Searching for tighter bounds
We are looking for a root of $$f(w) = \sum_{i=1}^{n}\frac{(K_i-1)z_i}{1+(K_i-1)w}.$$ For the sake of brevity, we put $A_i=\frac{1}{K_i-1}$ and assume $A_1<\ldots<A_n$. $$f(w) = \sum_{i=1}^{n}\frac{z_i}{A_i+w}$$ changes its sign in every $w_i=-A_i$ and $\lim_{w\to\infty}f(w)=0$, so it has a root (and only one) in every interval $(-A_{j+1},-A_j)$. Moreover, the roots of $f(w)$ are the same of the roots of the $(n-1)$-th degree polynomial $$p(w) = \sum_{i=1}^{n}z_i\prod_{k\neq i}(w+A_k), $$ so we can find our $w$ by looking for the only root of $p(w)$ in $(-A_{j+1},-A_j)$. Many computational methods can accomplish this task: bisection, Newton's, secants or a suitable combination of these ones.
Update. Since the $A_i$s can be only positive or less than $-1$, let $I^{+}$ be the set of $i$ such that $A_i>0$ and $I^{-}$ be the set of $i$ such that $A_i<0$. Moreover, let $a=-\frac{1}{K_{max}-1}<0$ and $b=\frac{1}{1-K_{min}}>1$. We are looking for the only solution in $(a,b)$ of: $$L(x)=-\sum_{i\in I^{-}}\frac{z_i}{x+A_i}=\sum_{i\in I^+}\frac{z_i}{x+A_i}=R(x),$$ where $L(x)$ is a convex increasing function and $R(x)$ is a convex decreasing function on $(a,b)$. We can perform a few bisection steps in order to ensure that $R(x)$ and $L(x)$ are intersecting convex, monotonic and bounded functions over $[c,d]\subset(a,b)$. The problem (*) is now to find the point of intersection between the graphics of two bounded convex functions, with opposite monotonicity, over $[c,d]$. For this kind of problem, we can tweak the secant-tangent method in order to ensure fast convergence, due to the following simple geometric fact:
The point of intersection $P=(p_x,p_y)$ belong to the interior part of the triangle having two tangents and one secant of $R(x)$ as sides.
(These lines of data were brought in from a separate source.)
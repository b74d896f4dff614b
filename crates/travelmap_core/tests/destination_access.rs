use std::sync::Arc;
use travelmap_core::db::open_db_in_memory;
use travelmap_core::{
    AccessError, Category, Destination, DestinationDraft, DestinationPatch, DestinationService,
    DestinationValidationError, Identity, Operation, SessionIdentity, SqliteDestinationRepository,
};
use uuid::Uuid;

type LocalService = DestinationService<Arc<SqliteDestinationRepository>, SessionIdentity>;

fn shared_repo() -> Arc<SqliteDestinationRepository> {
    Arc::new(SqliteDestinationRepository::open_in_memory().unwrap())
}

fn user() -> Identity {
    Identity::new(Uuid::new_v4(), "token")
}

fn service_as(repo: &Arc<SqliteDestinationRepository>, identity: &Identity) -> LocalService {
    DestinationService::new(Arc::clone(repo), SessionIdentity::signed_in(identity.clone()))
}

#[tokio::test]
async fn create_applies_defaults_for_minimal_draft() {
    let repo = shared_repo();
    let alice = user();
    let service = service_as(&repo, &alice);

    let created = service
        .create(DestinationDraft::new("Louvre", 48.8606, 2.3376).with_category(Category::Museum))
        .await
        .unwrap();

    assert_eq!(created.owner_id, alice.user_id);
    assert_eq!(created.name, "Louvre");
    assert_eq!(created.latitude, 48.8606);
    assert_eq!(created.longitude, 2.3376);
    assert_eq!(created.category, Category::Museum);
    assert!(!created.visited);
    assert_eq!(created.rating, None);
    assert_eq!(created.notes, None);
    assert_eq!(created.visit_date, None);
    assert!(created.photos.is_empty());
    assert!(created.tags.is_empty());
    assert_eq!(created.created_at, created.updated_at);
}

#[tokio::test]
async fn create_ignores_payload_owner_and_uses_identity() {
    let repo = shared_repo();
    let (alice, bob) = (user(), user());
    let alice_service = service_as(&repo, &alice);
    let bob_service = service_as(&repo, &bob);

    let mut draft = DestinationDraft::new("Sofia", 42.6977, 23.3219);
    draft.owner_id = Some(bob.user_id);
    let created = alice_service.create(draft).await.unwrap();

    assert_eq!(created.owner_id, alice.user_id);
    assert_eq!(alice_service.list().await.unwrap(), vec![created]);
    assert!(bob_service.list().await.unwrap().is_empty());
}

#[tokio::test]
async fn create_turns_empty_notes_and_visit_date_into_absent_values() {
    let repo = shared_repo();
    let service = service_as(&repo, &user());

    let mut draft = DestinationDraft::new("Rila Monastery", 42.1333, 23.3400);
    draft.notes = Some(String::new());
    draft.visit_date = Some("  ".to_string());
    draft.tags = vec![" hiking ".to_string(), "history".to_string()];
    let created = service.create(draft).await.unwrap();

    assert_eq!(created.notes, None);
    assert_eq!(created.visit_date, None);
    assert_eq!(created.tags, vec!["hiking", "history"]);
}

#[tokio::test]
async fn list_returns_only_owned_records_newest_first() {
    let repo = shared_repo();
    let (alice, bob) = (user(), user());
    let alice_service = service_as(&repo, &alice);
    let bob_service = service_as(&repo, &bob);

    for name in ["first", "second", "third"] {
        alice_service
            .create(DestinationDraft::new(name, 1.0, 2.0))
            .await
            .unwrap();
    }
    bob_service
        .create(DestinationDraft::new("elsewhere", 3.0, 4.0))
        .await
        .unwrap();

    let names = alice_service
        .list()
        .await
        .unwrap()
        .into_iter()
        .map(|destination| destination.name)
        .collect::<Vec<_>>();
    assert_eq!(names, vec!["third", "second", "first"]);
}

#[tokio::test]
async fn list_for_identity_without_records_is_empty() {
    let repo = shared_repo();
    let service = service_as(&repo, &user());

    assert!(service.list().await.unwrap().is_empty());
}

#[tokio::test]
async fn update_changes_only_given_fields_and_advances_updated_at() {
    let repo = shared_repo();
    let service = service_as(&repo, &user());
    let created = service
        .create(DestinationDraft::new("Plovdiv", 42.1354, 24.7453))
        .await
        .unwrap();

    let updated = service
        .update(
            created.id,
            DestinationPatch {
                rating: Some(Some(5)),
                ..DestinationPatch::default()
            },
        )
        .await
        .unwrap();

    assert_eq!(updated.rating, Some(5));
    assert!(updated.updated_at > created.updated_at);
    assert_eq!(updated.created_at, created.created_at);
    assert_eq!(updated.name, created.name);
    assert_eq!(updated.latitude, created.latitude);
    assert_eq!(updated.category, created.category);
}

#[tokio::test]
async fn update_with_null_clears_optional_fields() {
    let repo = shared_repo();
    let service = service_as(&repo, &user());
    let mut draft = DestinationDraft::new("Varna", 43.2141, 27.9147);
    draft.notes = Some("sea garden".to_string());
    draft.rating = Some(4);
    draft.visited = true;
    draft.visit_date = Some("2023-07-14".to_string());
    let created = service.create(draft).await.unwrap();
    assert!(created.visit_date.is_some());

    let patch: DestinationPatch =
        serde_json::from_str(r#"{"notes": null, "rating": null, "visit_date": ""}"#).unwrap();
    let updated = service.update(created.id, patch).await.unwrap();

    assert_eq!(updated.notes, None);
    assert_eq!(updated.rating, None);
    assert_eq!(updated.visit_date, None);
    assert!(updated.visited);
}

#[tokio::test]
async fn foreign_update_is_not_found_and_foreign_delete_is_noop() {
    let repo = shared_repo();
    let (alice, bob) = (user(), user());
    let alice_service = service_as(&repo, &alice);
    let bob_service = service_as(&repo, &bob);
    let created = alice_service
        .create(DestinationDraft::new("Burgas", 42.5048, 27.4626))
        .await
        .unwrap();

    let err = bob_service
        .update(
            created.id,
            DestinationPatch {
                name: Some("stolen".to_string()),
                ..DestinationPatch::default()
            },
        )
        .await
        .unwrap_err();
    assert!(matches!(err, AccessError::NotFound(id) if id == created.id));

    bob_service.delete(created.id).await.unwrap();

    assert_eq!(alice_service.list().await.unwrap(), vec![created]);
}

#[tokio::test]
async fn update_of_missing_record_is_not_found() {
    let repo = shared_repo();
    let service = service_as(&repo, &user());
    let missing = Uuid::new_v4();

    let err = service
        .update(missing, DestinationPatch::default())
        .await
        .unwrap_err();
    assert!(matches!(err, AccessError::NotFound(id) if id == missing));
}

#[tokio::test]
async fn empty_patch_only_advances_updated_at() {
    let repo = shared_repo();
    let service = service_as(&repo, &user());
    let created = service
        .create(DestinationDraft::new("Varna", 43.2141, 27.9147))
        .await
        .unwrap();

    let touched = service
        .update(created.id, DestinationPatch::default())
        .await
        .unwrap();

    assert!(touched.updated_at > created.updated_at);
    assert_eq!(
        Destination {
            updated_at: created.updated_at,
            ..touched
        },
        created
    );
}

#[tokio::test]
async fn delete_is_idempotent() {
    let repo = shared_repo();
    let service = service_as(&repo, &user());
    let created = service
        .create(DestinationDraft::new("Ruse", 43.8356, 25.9657))
        .await
        .unwrap();

    service.delete(created.id).await.unwrap();
    service.delete(created.id).await.unwrap();

    assert!(service.list().await.unwrap().is_empty());
}

#[tokio::test]
async fn calls_without_identity_fail_before_reaching_backend() {
    let repo = shared_repo();
    let anonymous = DestinationService::new(Arc::clone(&repo), SessionIdentity::new());

    let err = anonymous.list().await.unwrap_err();
    assert!(matches!(err, AccessError::AuthenticationRequired));
    assert_eq!(err.to_string(), "User not authenticated");

    let err = anonymous
        .create(DestinationDraft::new("Nowhere", 0.0, 0.0))
        .await
        .unwrap_err();
    assert!(matches!(err, AccessError::AuthenticationRequired));

    let err = anonymous.delete(Uuid::new_v4()).await.unwrap_err();
    assert!(matches!(err, AccessError::AuthenticationRequired));

    let local = service_as(&repo, &Identity::local());
    assert!(local.list().await.unwrap().is_empty());
}

#[tokio::test]
async fn invalid_payloads_are_rejected_as_validation_errors() {
    let repo = shared_repo();
    let service = service_as(&repo, &user());

    let mut draft = DestinationDraft::new("Too good", 1.0, 1.0);
    draft.rating = Some(6);
    let err = service.create(draft).await.unwrap_err();
    assert!(matches!(
        err,
        AccessError::Validation(DestinationValidationError::RatingOutOfRange(6))
    ));

    let err = service
        .create(DestinationDraft::new("   ", 1.0, 1.0))
        .await
        .unwrap_err();
    assert!(matches!(
        err,
        AccessError::Validation(DestinationValidationError::EmptyName)
    ));

    let err = service
        .create(DestinationDraft::new("Drift", f64::NAN, 1.0))
        .await
        .unwrap_err();
    assert!(matches!(
        err,
        AccessError::Validation(DestinationValidationError::NonFiniteCoordinate {
            field: "latitude"
        })
    ));

    assert!(service.list().await.unwrap().is_empty());
}

#[tokio::test]
async fn backend_faults_surface_as_operation_labelled_failures() {
    let conn = open_db_in_memory().unwrap();
    conn.execute_batch("DROP TABLE destinations;").unwrap();
    let repo = SqliteDestinationRepository::try_new(conn).unwrap();
    let service = DestinationService::new(repo, SessionIdentity::signed_in(user()));

    let err = service.list().await.unwrap_err();
    match &err {
        AccessError::BackendFailure { operation, .. } => assert_eq!(*operation, Operation::List),
        other => panic!("unexpected error: {other}"),
    }
    assert!(err.to_string().starts_with("Failed to fetch destinations: "));

    let err = service
        .create(DestinationDraft::new("Nowhere", 0.0, 0.0))
        .await
        .unwrap_err();
    assert!(err.to_string().starts_with("Failed to add destination: "));
}

#[tokio::test]
async fn file_store_keeps_records_across_reopen() {
    let dir = tempfile::tempdir().unwrap();
    let path = dir.path().join("travelmap.db");
    let alice = user();

    let created = {
        let repo = SqliteDestinationRepository::open(&path).unwrap();
        let service = DestinationService::new(repo, SessionIdentity::signed_in(alice.clone()));
        let mut draft = DestinationDraft::new("Veliko Tarnovo", 43.0757123456789, 25.6172123456789);
        draft.tags = vec!["castle".to_string()];
        draft.photos = vec!["https://example.com/tsarevets.jpg".to_string()];
        service.create(draft).await.unwrap()
    };

    let repo = SqliteDestinationRepository::open(&path).unwrap();
    let service = DestinationService::new(repo, SessionIdentity::signed_in(alice));
    assert_eq!(service.list().await.unwrap(), vec![created]);
}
The same holds for $L(x)$, so by intersecting the $L(x)$-secant with the $R(x)$-tangent in $d$, and the $R(x)$-secant with the $L(x)$-tangent in $d$, we can find a sub-interval $[c',d']\subset[c,d]$ for which $p_x\in[c',d']$. Moreover, one between $c'$ and $d'$ can be replaced with the abscissa of the intersection between the $L(x)$-secant and the $R(x)$-secant, as clearly depicted above. (Other choices are the abscissa of the intersection of the tangents in $c$, or in $d\ldots$)
To avoid the first bisection steps, we can multiply both $R(x)$ and $L(x)$ by $(x-a)(x-b)$ in order to remove the singularities in the endpoints. Convexity is preserved, monotonicity may be not, but the intersection point still is unique, and a good approximation for it seems to be the intersection of the $L(x)(x-a)(x-b)$-tangent in $b$ with the $R(x)(x-a)(x-b)$-tangent in $a$. Since:
$$L(x)(x-a)(x-b)= -\sum_{i\in I^-,\,A_i\neq -b}\frac{z_i(x-b)(x-a)}{x+A_i}-z_b(x-a),$$ $$R(x)(x-a)(x-b)= \sum_{i\in I^+,\,A_i\neq -a}\frac{z_i(x-b)(x-a)}{x+A_i}+z_a(x-b),$$ The approximation we get this way is the solution of $$z_b+(x-b)\sum_{i\in I^-,\,A_i\neq -b}\frac{z_i}{b+A_i}=z_a+(x-a)\sum_{i\in I^+,\,A_i\neq -a}\frac{z_i}{a+A_i},$$ i.e. $$\tilde{w}=\frac{(z_a-z_b)+\sum_{i\in I^-,\,A_i\neq -b}\frac{b\,z_i}{b+A_i}-\sum_{i\in I^+,\,A_i\neq -a}\frac{a\,z_i}{a+A_i}}{\sum_{i\in I^-,\,A_i\neq -b}\frac{z_i}{b+A_i}-\sum_{i\in I^+,\,A_i\neq -a}\frac{z_i}{a+A_i}}.$$ If now $R(\tilde{w})-L(\tilde{w})$ is positive we replace $[a,b]$ with $[\tilde{w},b]$, otherwise we replace $[a,b]$ with $[a,\tilde{w}]$ and iterate the argument. After two steps, both the endpoints of the original interval are replaced, so we do not need to "normalize" $L(x)$ and $R(x)$ anymore, we are back to (*) and formulas, if we want, return to be good-looking and simple.
Another idea is to approximate $L(x)$ and $R(x)$ (or their regularized version) with homographic functions (Padé approximants) with a 3-points $\left(c,d,\frac{c+d}{2}\right)$ fit (with respect to four parameters), then solve $\tilde{L}(x)=\tilde{R}(x)$. This may or may not have stability issues, I need to investigate further.
Another important fact that I believe exploitable is that $L(x)$ and $R(x)$ are much more than convex on $(a,b)$. $L(x)$ is an analytic function with non-negative derivatives of any order, $R(x)$ is an analytic function with non-negative derivatives of even order and non-positive derivatives of odd order over $(a,b)$. The same holds for $1/R(x)$ and $1/L(x)$, that are also non-negative and bounded over $[a,b]$. The intersection of tangents in the endpoints gives the approximation: $$\tilde{w} = \frac{R(a)L(b)(R(a)-L(b))+(bL'(b)R^2(a)-aR'(a)L^2(b))}{R^2(a)L'(b)-L^2(b)R'(a)}.$$
This is an old idea, took from simultaneous roots approximation algorithms, but may be really effective. Compose $f$ with a linear map such that $[a,b]=[-1,1]$. Consider the map $h$ that sends $z$ to $\frac{1}{2}\left(z+\frac{1}{z}\right)$. For any $r>0$, $h^{(n)}(r)$ converges pretty fast to $1$, and for any $r<0$, $h^{(n)}(r)$ converges pretty fast to $-1$. Moreover, $h$ is easy to invert. So, by composing with $h$ or its inverse function, we have the choice to "condensate" the singularities of $f,L,R$ near the endpoints of $[-1,1]$ or to "push them away". In both cases, it is very likely to have the possibility to provide extremely tight bounds for $L(x)$ and $R(x)$, so for $\tilde{w}$.